When it comes to hairstyles, I've never experimented much with color, cut, or style. For 24 out of 25 years it's been brown (there was an ill-advised blonde adventure sophomore year of college), it's always been long, and it's always been curly. I generally wear it up at work so I can see what I'm doing, and down at play to show it off. I don't want to cut it because I like the length and I don't want to color it because I'm too lazy to deal with the upkeep, but I do want to give it a little panache. A non-permanent panache, that is. Panache that just might be so out that it's in.
During a layover in Charlotte, NC I saw a family with three young girls. Each was deeply tanned, most likely returning from a cruise or a week in St. Thomas, and each bore the unmistakable Caribbean tourists' maker's mark that can be spotted, and possibly heard, from miles away.
Hair-beading: tiny little strips of braided-hair with colorful exclamation points. Now, so in. Of course there are numerous cultures that hair-beading has played a significant role in for centuries, from India to Africa, from the West Indies to the Far East. It's a beautiful art that can also bear spiritual or religious meaning. But strictly speaking from an aesthetic stand-point, I very much appreciate its playful exuberance and I think the right amount of bead-to-braid ratio can add a quixotic romance to anyone's normal, everyday hairstyle.
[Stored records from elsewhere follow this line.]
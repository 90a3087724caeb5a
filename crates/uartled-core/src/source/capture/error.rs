use thiserror::Error;

#[derive(Debug, Clone, PartialEq, Eq, Error)]
#[error("invalid hex byte '{token}'")]
pub struct HexError {
    pub token: String,
}

#[derive(Debug, Error)]
pub enum CaptureError {
    #[error("invalid capture line {line}: {reason}")]
    InvalidLine { line: usize, reason: String },
    #[error("invalid capture line {line}: {source}")]
    InvalidHex {
        line: usize,
        #[source]
        source: HexError,
    },
}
So spice it up! Something that was once a tourist's stigmata and something that once screamed "I just got back from Sandals Jamaica!!!!" can now be washed of its tacky vacationer's connotation. Beads are back, baby. Venus and Serena know what I'm talking about, but I wouldn't recommend taking it that far if you're a beginner. "The Office"'s Michael Scott is also in the beaded-know, and although he was laughed at, and indeed had just returned from Sandals Jamaica, you can't blame a guy for trying.
And try this fall we should. As beaded clothing and beaded necklaces make their way into fall fashion this season, I don't see why hair should be left out. And what better way to show support for your favorite football team than team-colored beads. Ok, that might be going a little too far, but with beading anything's possible. That's part of the beauty.
For me, on a hot night out on the town, I like three or five braids that are on the thicker side, about three centimeters in width, with brightly colored beads placed up and down the braid, not to exceed three per section. Having fun with it is the best part, though. First rule of hair-beading: there are no rules. Drawing inspiration from hippies in the sixties all the way to Indian bridal hairstyles opens up a time-travel's worth of ideas. And with some beads costing about 5 cents, you can really go wild.
So look under your bed for that bead-box you had in elementary school, pick up those round ones you see on the street, heck even get yourself one of these Girl Crush Hair Beaders, just make sure to bead all you can bead. Oh, and careful with those tiny rubber-bands; those suckers can hurt.